Table 4 EST assembly summary statistics

A total of 154,142 reads from the set of 158,877 sequences were clustered due to additional screening criteria applied by the clustering software (PTA (Paracel 2002)). Clustering of the entire sequence set (All Version 2.0) resulted in 23,838 contigs and 27,976 singletons. The largest number of ESTs in a contig was 154 (all_v2.0.14.C13, best hit interferon stimulated gene 15, G. morhua), with an overall average of 5.27 ESTs per contig. The total number of putative transcripts (number of contigs plus number of singletons) identified in All Version 2.0 was 51,814. The average trimmed length for ESTs in this clustering run was 563 bp. This is slightly lower than that for the clustering of 3′ reads alone (591 bp average length) due to the shorter trimmed read lengths for sequences generated from the SSH libraries which were not included in the 3′ clustering. For 3′ reads only, 97,976 reads were included in EST clustering, resulting in 13,448 contigs, 21,746 singletons and a total of 35,194 for the number of putative transcripts. This lower estimate for the number of transcripts in Atlantic cod is probably a better estimate of the actual number of genes in this species, as the overall assembly contains many non-overlapping sequences for clones and transcripts, including both 5′ and 3′ reads from sequencing clones, but also potential internal regions of transcripts generated through SSH sequencing.

Annotation of Sequences

The number of putative transcripts which have a significant BLASTX hit (using 1 × e-5 as the E value cut-off) with an existing entry in the NCBI nr database was 15,873 (30.6%) from the complete sequence set (All Version 2.0) and 8,628 (24.5%) from the 3′ reads only. Both datasets are biased for the 3′ region of transcripts, with the low number of significantly similar sequences likely to be due to the high representation of 3′ UTRs within the sequence generated.

The complete sequence set was annotated using an automated pipeline based on AutoFACT (Koski et al. 2005). This performs sequence searches across multiple databases, combining the results to give a consensus annotation. AutoFACT uses a pipeline for automated annotation that attempts to use corroborating information from multiple sources before assigning an annotation to a sequence. It will also give informative hits greater priority than non-informative hits in the final annotation produced. All singletons and contigs were annotated using this approach. The 3′-only data were used primarily for SNP identification. A bit score of 40 was used as the cut-off value for AutoFACT annotation, allowing the comparison of equivalent hits from different databases. AutoFACT associated informative annotation to 16,258 putative transcripts, with a further 2,090 putative transcripts matching database entries that have no functional annotation attached.

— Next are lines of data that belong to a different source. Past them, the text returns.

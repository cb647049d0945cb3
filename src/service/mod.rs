//! # Query Service
//!
//! JSON endpoints over the roster. Each request loads the workbook again so answers
//! always reflect the file on disk; the dashboard routes share the same state but
//! keep a cached table.
pub mod handlers;
pub mod response;

use crate::dashboard;
use crate::dashboard::cache::TableCache;
use crate::roster::Loader;
use axum::routing::get;
use axum::routing::post;
use axum::Router;
use std::path::PathBuf;
use std::sync::Arc;
use tower_http::cors::AllowHeaders;
use tower_http::cors::AllowMethods;
use tower_http::cors::AllowOrigin;
use tower_http::cors::CorsLayer;
use tower_http::trace::TraceLayer;

/// Shared request state. Cloning is cheap.
#[derive(Clone)]
pub struct AppState {
    pub(crate) loader: Arc<Loader>,
    pub(crate) data_file: Arc<PathBuf>,
    pub(crate) cache: Arc<TableCache>,
    pub(crate) title: Arc<str>,
}

pub const DEFAULT_TITLE: &str = "Dashboard Atlet Disabilitas DKI Jakarta 2024";

impl AppState {
    pub fn new(loader: Loader, data_file: PathBuf) -> Self {
        Self {
            loader: Arc::new(loader),
            data_file: Arc::new(data_file),
            cache: Arc::new(TableCache::new()),
            title: Arc::from(DEFAULT_TITLE),
        }
    }

    /// Heading shown on the dashboard page.
    pub fn with_title(mut self, title: &str) -> Self {
        self.title = Arc::from(title);
        self
    }

    pub fn data_file(&self) -> &std::path::Path {
        &self.data_file
    }
}

/// Any origin, method and header is allowed. Credentials are allowed too, so the
/// request's own origin is echoed back instead of `*`.
fn cors_layer() -> CorsLayer {
    CorsLayer::new()
        .allow_origin(AllowOrigin::mirror_request())
        .allow_methods(AllowMethods::mirror_request())
        .allow_headers(AllowHeaders::mirror_request())
        .allow_credentials(true)
}

pub fn build_router(state: AppState) -> Router {
    Router::new()
        .route("/", get(handlers::root_handler))
        .route("/atlet", get(handlers::athletes_handler))
        .route("/atlet/{row_id}", get(handlers::athlete_handler))
        .route("/jeniskelamin", get(handlers::genders_handler))
        .route("/wilayah", get(handlers::regions_handler))
        .route("/cabor", get(handlers::sports_handler))
        .route("/periode", get(handlers::periods_handler))
        .route("/periode/count", get(handlers::period_counts_handler))
        .route("/dashboard", get(dashboard::dashboard_handler))
        .route("/dashboard/reload", post(dashboard::reload_handler))
        .layer(cors_layer())
        .layer(TraceLayer::new_for_http())
        .with_state(state)
}
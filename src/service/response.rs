use crate::roster::RosterError;
use axum::http::StatusCode;
use axum::response::IntoResponse;
use axum::response::Response;
use axum::Json;
use serde_json::json;
use tracing::warn;

/// A failed request, rendered as `{"detail": "<message>"}`.
#[derive(Debug)]
pub struct ApiError {
    pub(crate) status: StatusCode,
    pub(crate) detail: String,
}

impl ApiError {
    pub(crate) fn new(status: StatusCode, detail: impl Into<String>) -> Self {
        Self {
            status,
            detail: detail.into(),
        }
    }

    pub(crate) fn internal(detail: impl Into<String>) -> Self {
        Self::new(StatusCode::INTERNAL_SERVER_ERROR, detail)
    }
}

impl From<RosterError> for ApiError {
    fn from(error: RosterError) -> Self {
        match error {
            RosterError::DataSource { .. } => Self::internal(error.to_string()),
            RosterError::Schema(column) => {
                Self::new(StatusCode::NOT_FOUND, format!("Kolom '{column}' tidak ditemukan"))
            }
            RosterError::NotFound(_) => Self::new(StatusCode::NOT_FOUND, "ID tidak ditemukan"),
        }
    }
}

impl IntoResponse for ApiError {
    fn into_response(self) -> Response {
        if self.status.is_server_error() {
            warn!(status = %self.status, detail = %self.detail, "Request failed");
        }
        (self.status, Json(json!({ "detail": self.detail }))).into_response()
    }
}
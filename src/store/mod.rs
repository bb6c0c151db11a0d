//! File-backed prediction cache
//!
//! Persists the two cached prediction envelopes between CLI invocations, the
//! way the web app keeps them in browser local storage. The file is a flat
//! JSON object mapping storage keys to raw response text.

use agrovision_core::{Error, PredictionStore, Result};
use std::collections::BTreeMap;
use std::fs;
use std::io::ErrorKind;
use std::path::{Path, PathBuf};
use tracing::{debug, warn};

/// Key-value store kept in a single JSON file.
#[derive(Debug, Clone)]
pub struct FileStore {
    path: PathBuf,
}

impl FileStore {
    /// Use the file at `path`. It is created on first write.
    pub fn new(path: impl Into<PathBuf>) -> Self {
        Self { path: path.into() }
    }

    /// Location of the backing file.
    pub fn path(&self) -> &Path {
        &self.path
    }

    fn read_text(&self) -> Result<Option<String>> {
        match fs::read_to_string(&self.path) {
            Ok(text) if text.trim().is_empty() => Ok(None),
            Ok(text) => Ok(Some(text)),
            Err(e) if e.kind() == ErrorKind::NotFound => Ok(None),
            Err(e) => Err(storage_error(&self.path, e)),
        }
    }

    fn read_all(&self) -> Result<BTreeMap<String, String>> {
        match self.read_text()? {
            Some(text) => serde_json::from_str(&text).map_err(|e| storage_error(&self.path, e)),
            None => Ok(BTreeMap::new()),
        }
    }

    /// Entries to update before a write, and whether the file was unreadable.
    ///
    /// A file that is not a JSON object is discarded so writes can replace it.
    fn read_for_write(&self) -> Result<(BTreeMap<String, String>, bool)> {
        let Some(text) = self.read_text()? else {
            return Ok((BTreeMap::new(), false));
        };
        match serde_json::from_str(&text) {
            Ok(entries) => Ok((entries, false)),
            Err(e) => {
                warn!(path = %self.path.display(), error = %e, "Discarding unreadable cache file");
                Ok((BTreeMap::new(), true))
            }
        }
    }

    fn write_all(&self, entries: &BTreeMap<String, String>) -> Result<()> {
        if let Some(parent) = self.path.parent().filter(|p| !p.as_os_str().is_empty()) {
            fs::create_dir_all(parent).map_err(|e| storage_error(parent, e))?;
        }
        let text = serde_json::to_string_pretty(entries).map_err(|e| storage_error(&self.path, e))?;

        // Atomic replace via sibling temp file.
        let tmp = self.path.with_extension("json.tmp");
        fs::write(&tmp, text).map_err(|e| storage_error(&tmp, e))?;
        fs::rename(&tmp, &self.path).map_err(|e| storage_error(&self.path, e))?;
        debug!(path = %self.path.display(), keys = entries.len(), "Wrote cache file");
        Ok(())
    }
}

fn storage_error(path: &Path, e: impl std::fmt::Display) -> Error {
    Error::Storage(format!("{}: {}", path.display(), e))
}

impl PredictionStore for FileStore {
    fn load(&self, key: &str) -> Result<Option<String>> {
        Ok(self.read_all()?.remove(key))
    }

    fn save(&self, key: &str, value: &str) -> Result<()> {
        let (mut entries, _) = self.read_for_write()?;
        entries.insert(key.to_string(), value.to_string());
        self.write_all(&entries)
    }

    fn remove(&self, key: &str) -> Result<()> {
        let (mut entries, corrupt) = self.read_for_write()?;
        if entries.remove(key).is_some() || corrupt {
            self.write_all(&entries)?;
        }
        Ok(())
    }
}
//! Chat input component

use leptos::prelude::*;

/// Single-line message box; Enter sends, Shift+Enter is ignored
#[component]
pub fn ChatInput(
    /// Current input value
    value: RwSignal<String>,
    /// Called when user submits
    on_submit: impl Fn() + Clone + 'static,
    /// Whether a reply is pending
    #[prop(into)]
    disabled: Signal<bool>,
) -> impl IntoView {
    let on_keydown = {
        let on_submit = on_submit.clone();
        move |ev: web_sys::KeyboardEvent| {
            if ev.key() == "Enter" && !ev.shift_key() {
                ev.prevent_default();
                on_submit();
            }
        }
    };

    view! {
        <div class="flex items-center gap-3 p-4 bg-white border-t border-gray-200">
            <input
                type="text"
                prop:value=move || value.get()
                on:input=move |ev| value.set(event_target_value(&ev))
                on:keydown=on_keydown
                placeholder="Ask about crops, diseases, or farming tips..."
                class="flex-1 px-4 py-3 border border-gray-300 rounded-full
                       focus:outline-none focus:ring-2 focus:ring-green-500"
            />
            <button
                on:click=move |_| on_submit()
                disabled=move || disabled.get() || value.get().trim().is_empty()
                class="px-5 py-3 bg-green-700 hover:bg-green-800 disabled:bg-gray-300
                       disabled:cursor-not-allowed text-white font-semibold rounded-full transition-colors"
            >
                "Send"
            </button>
        </div>
    }
}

In total, 2,287 putative transcripts can be assigned to KEGG pathways, with the most frequent assigned name being “ribosome” (312 sequences), “oxidative phosphorylation” (145) and “ubiquitin mediated proteolysis” (114). Similar results are obtained after comparison to the COG dataset, with 2,315 sequences assigned to COG categories, the most frequent meaningful categories being “translation, ribosomal structure and biogenesis” (382 sequences), “posttranslational modification, protein turnover, chaperones” (344) and “energy production and conversion” (136). Sequences have also been assigned to Gene Ontology (GO) categories as follows: 1,047 in the cellular component category with the most frequent being “membrane” (161), “intracellular” (161) and “nucleus” (123); 2,801 in the molecular function category, with “protein binding” (139), “catalytic activity” (131) and “zinc ion binding” (120) the most frequent; and 1,366 for the biological process category, with “transport” (92), “immune response” (91) and “proteolysis” (84) being the most frequent. Annotated sequences can be accessed from the project database (http://ri.imb.nrc.ca/codgene/index.php).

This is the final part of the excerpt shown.